The 49-year-old told the PA news agency: “It’s just not fair, there’s no joined-up thinking.
“I just do feel like we’re an afterthought, and I felt the language used today was very much about supporting the workers.”
She added: “I want that £20 back because I think that we deserve a better standard of living.
“And if I could show you what we could get with £80, it’s not a lot, but it makes such a big difference when you’ve got very little.”
Dr Ruth Patrick, senior lecturer in social policy at the University of York who leads the project, said the changes are welcome but more support is needed “to make our social security system worthy of that name”.
She added: “That support was not forthcoming in this Budget, and will lead many millions of families feeling anything but optimistic as they move into what looks set to be a very difficult winter.”
Responding to the Budget, Labour’s shadow chancellor Rachel Reeves said “never has a Chancellor asked the British people to pay so much for so little”.
She said: “After taking £6 billion out of the pockets of some of the poorest people in this country, he is expecting them to cheer today at being given £2 billion to compensate.”

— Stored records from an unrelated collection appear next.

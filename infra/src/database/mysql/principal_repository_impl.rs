//! MySQL implementation of the PrincipalRepository trait.
//!
//! Persists both principal kinds in a single `principals` table with a
//! unique index on email, so the unified-namespace uniqueness guarantee is
//! enforced by the database and survives concurrent registration.

use async_trait::async_trait;
use chrono::{DateTime, Utc};
use sqlx::{MySqlPool, Row};
use uuid::Uuid;

use sg_core::domain::entities::principal::{
    OrganizationProfile, Principal, PrincipalKind, Role,
};
use sg_core::errors::{DomainError, StoreError};
use sg_core::repositories::PrincipalRepository;

/// MySQL implementation of PrincipalRepository
pub struct MySqlPrincipalRepository {
    /// Database connection pool
    pool: MySqlPool,
}

impl MySqlPrincipalRepository {
    /// Create a new MySQL principal repository
    ///
    /// # Arguments
    /// * `pool` - MySQL connection pool from SQLx
    pub fn new(pool: MySqlPool) -> Self {
        Self { pool }
    }

    fn store_error(context: &str, e: sqlx::Error) -> DomainError {
        StoreError::Unavailable {
            message: format!("{}: {}", context, e),
        }
        .into()
    }

    /// Maps an insert/update error, distinguishing unique-key violations
    fn write_error(context: &str, e: sqlx::Error) -> DomainError {
        if let Some(db_err) = e.as_database_error() {
            if db_err.is_unique_violation() {
                return StoreError::DuplicateEmail.into();
            }
        }
        Self::store_error(context, e)
    }

    /// Convert a database row to a Principal entity
    fn row_to_principal(row: &sqlx::mysql::MySqlRow) -> Result<Principal, DomainError> {
        let id: String = row
            .try_get("id")
            .map_err(|e| Self::store_error("Failed to get id", e))?;

        let kind_str: String = row
            .try_get("kind")
            .map_err(|e| Self::store_error("Failed to get kind", e))?;
        let kind = match kind_str.as_str() {
            "user" => PrincipalKind::User,
            "organization" => PrincipalKind::Organization,
            other => {
                return Err(StoreError::Unavailable {
                    message: format!("Unknown principal kind: {}", other),
                }
                .into())
            }
        };

        let role_str: String = row
            .try_get("role")
            .map_err(|e| Self::store_error("Failed to get role", e))?;
        let role = match role_str.as_str() {
            "admin" => Role::Admin,
            _ => Role::User,
        };

        let profile = if kind == PrincipalKind::Organization {
            Some(OrganizationProfile {
                display_name: Self::profile_field(row, "display_name")?,
                organization: Self::profile_field(row, "organization")?,
                phone_number: Self::profile_field(row, "phone_number")?,
                alternate_phone_number: row
                    .try_get("alternate_phone_number")
                    .map_err(|e| Self::store_error("Failed to get alternate_phone_number", e))?,
                address: Self::profile_field(row, "address")?,
                state: Self::profile_field(row, "state")?,
                landmark: Self::profile_field(row, "landmark")?,
                position: Self::profile_field(row, "position")?,
                next_of_kin: Self::profile_field(row, "next_of_kin")?,
            })
        } else {
            None
        };

        Ok(Principal {
            id: Uuid::parse_str(&id).map_err(|e| StoreError::Unavailable {
                message: format!("Invalid UUID: {}", e),
            })?,
            kind,
            email: row
                .try_get("email")
                .map_err(|e| Self::store_error("Failed to get email", e))?,
            password_hash: row
                .try_get("password_hash")
                .map_err(|e| Self::store_error("Failed to get password_hash", e))?,
            role,
            profile,
            created_at: row
                .try_get::<DateTime<Utc>, _>("created_at")
                .map_err(|e| Self::store_error("Failed to get created_at", e))?,
            updated_at: row
                .try_get::<DateTime<Utc>, _>("updated_at")
                .map_err(|e| Self::store_error("Failed to get updated_at", e))?,
        })
    }

    /// Reads a required organization profile column
    fn profile_field(row: &sqlx::mysql::MySqlRow, column: &str) -> Result<String, DomainError> {
        let value: Option<String> = row
            .try_get(column)
            .map_err(|e| Self::store_error("Failed to get profile field", e))?;
        value.ok_or_else(|| {
            StoreError::Unavailable {
                message: format!("Organization row missing {}", column),
            }
            .into()
        })
    }
}

const SELECT_COLUMNS: &str = r#"
    SELECT id, kind, email, password_hash, role,
           display_name, organization, phone_number, alternate_phone_number,
           address, state, landmark, position, next_of_kin,
           created_at, updated_at
    FROM principals
"#;

#[async_trait]
impl PrincipalRepository for MySqlPrincipalRepository {
    async fn find_by_email(
        &self,
        kind: PrincipalKind,
        email: &str,
    ) -> Result<Option<Principal>, DomainError> {
        let query = format!("{} WHERE kind = ? AND email = ? LIMIT 1", SELECT_COLUMNS);

        let result = sqlx::query(&query)
            .bind(kind.as_str())
            .bind(email)
            .fetch_optional(&self.pool)
            .await
            .map_err(|e| Self::store_error("Failed to find principal by email", e))?;

        match result {
            Some(row) => Ok(Some(Self::row_to_principal(&row)?)),
            None => Ok(None),
        }
    }

    async fn find_by_id(&self, id: Uuid) -> Result<Option<Principal>, DomainError> {
        let query = format!("{} WHERE id = ? LIMIT 1", SELECT_COLUMNS);

        let result = sqlx::query(&query)
            .bind(id.to_string())
            .fetch_optional(&self.pool)
            .await
            .map_err(|e| Self::store_error("Failed to find principal by id", e))?;

        match result {
            Some(row) => Ok(Some(Self::row_to_principal(&row)?)),
            None => Ok(None),
        }
    }

    async fn create(&self, principal: Principal) -> Result<Principal, DomainError> {
        let query = r#"
            INSERT INTO principals (
                id, kind, email, password_hash, role,
                display_name, organization, phone_number, alternate_phone_number,
                address, state, landmark, position, next_of_kin,
                created_at, updated_at
            ) VALUES (?, ?, ?, ?, ?, ?, ?, ?, ?, ?, ?, ?, ?, ?, ?, ?)
        "#;

        let profile = principal.profile.as_ref();

        // The unique index on email makes this the atomic uniqueness check;
        // a duplicate-key error here means a concurrent writer won the race.
        sqlx::query(query)
            .bind(principal.id.to_string())
            .bind(principal.kind.as_str())
            .bind(&principal.email)
            .bind(&principal.password_hash)
            .bind(principal.role.as_str())
            .bind(profile.map(|p| p.display_name.as_str()))
            .bind(profile.map(|p| p.organization.as_str()))
            .bind(profile.map(|p| p.phone_number.as_str()))
            .bind(profile.and_then(|p| p.alternate_phone_number.as_deref()))
            .bind(profile.map(|p| p.address.as_str()))
            .bind(profile.map(|p| p.state.as_str()))
            .bind(profile.map(|p| p.landmark.as_str()))
            .bind(profile.map(|p| p.position.as_str()))
            .bind(profile.map(|p| p.next_of_kin.as_str()))
            .bind(principal.created_at)
            .bind(principal.updated_at)
            .execute(&self.pool)
            .await
            .map_err(|e| Self::write_error("Failed to create principal", e))?;

        Ok(principal)
    }

    async fn update(&self, principal: Principal) -> Result<Principal, DomainError> {
        let query = r#"
            UPDATE principals SET
                email = ?,
                password_hash = ?,
                role = ?,
                display_name = ?,
                organization = ?,
                phone_number = ?,
                alternate_phone_number = ?,
                address = ?,
                state = ?,
                landmark = ?,
                position = ?,
                next_of_kin = ?,
                updated_at = ?
            WHERE id = ?
        "#;

        let profile = principal.profile.as_ref();
        let updated_at = Utc::now();

        let result = sqlx::query(query)
            .bind(&principal.email)
            .bind(&principal.password_hash)
            .bind(principal.role.as_str())
            .bind(profile.map(|p| p.display_name.as_str()))
            .bind(profile.map(|p| p.organization.as_str()))
            .bind(profile.map(|p| p.phone_number.as_str()))
            .bind(profile.and_then(|p| p.alternate_phone_number.as_deref()))
            .bind(profile.map(|p| p.address.as_str()))
            .bind(profile.map(|p| p.state.as_str()))
            .bind(profile.map(|p| p.landmark.as_str()))
            .bind(profile.map(|p| p.position.as_str()))
            .bind(profile.map(|p| p.next_of_kin.as_str()))
            .bind(updated_at)
            .bind(principal.id.to_string())
            .execute(&self.pool)
            .await
            .map_err(|e| Self::write_error("Failed to update principal", e))?;

        if result.rows_affected() == 0 {
            return Err(StoreError::NotFound.into());
        }

        let mut updated = principal;
        updated.updated_at = updated_at;
        Ok(updated)
    }

    async fn delete(&self, id: Uuid) -> Result<Principal, DomainError> {
        // Fetch first so the removed record can be returned
        let principal = self
            .find_by_id(id)
            .await?
            .ok_or(DomainError::Store(StoreError::NotFound))?;

        let result = sqlx::query("DELETE FROM principals WHERE id = ?")
            .bind(id.to_string())
            .execute(&self.pool)
            .await
            .map_err(|e| Self::store_error("Failed to delete principal", e))?;

        if result.rows_affected() == 0 {
            return Err(StoreError::NotFound.into());
        }

        Ok(principal)
    }

    async fn email_taken(&self, email: &str, exclude: Option<Uuid>) -> Result<bool, DomainError> {
        let row = match exclude {
            Some(id) => {
                sqlx::query(
                    "SELECT EXISTS(SELECT 1 FROM principals WHERE email = ? AND id <> ?) AS taken",
                )
                .bind(email)
                .bind(id.to_string())
                .fetch_one(&self.pool)
                .await
            }
            None => {
                sqlx::query("SELECT EXISTS(SELECT 1 FROM principals WHERE email = ?) AS taken")
                    .bind(email)
                    .fetch_one(&self.pool)
                    .await
            }
        }
        .map_err(|e| Self::store_error("Failed to check email existence", e))?;

        let taken: i8 = row
            .try_get("taken")
            .map_err(|e| Self::store_error("Failed to get existence result", e))?;

        Ok(taken == 1)
    }
}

Institute for Fiscal Studies director Paul Johnson tweeted: “Big cut to Universal Credit taper. And increase in work allowance. Targeted at working claimants. Out of work UC claimants get nothing.
“Trade-offs as ever. Improves work incentives for current recipients but will drag more into the system.”
Morgan Wild, head of policy at Citizens Advice, welcomed the change to the taper, but said it “doesn’t cushion the blow of the £20-a-week cut for those still looking for work or the 1.7 million unable to work because of disability, health issues or caring responsibilities”.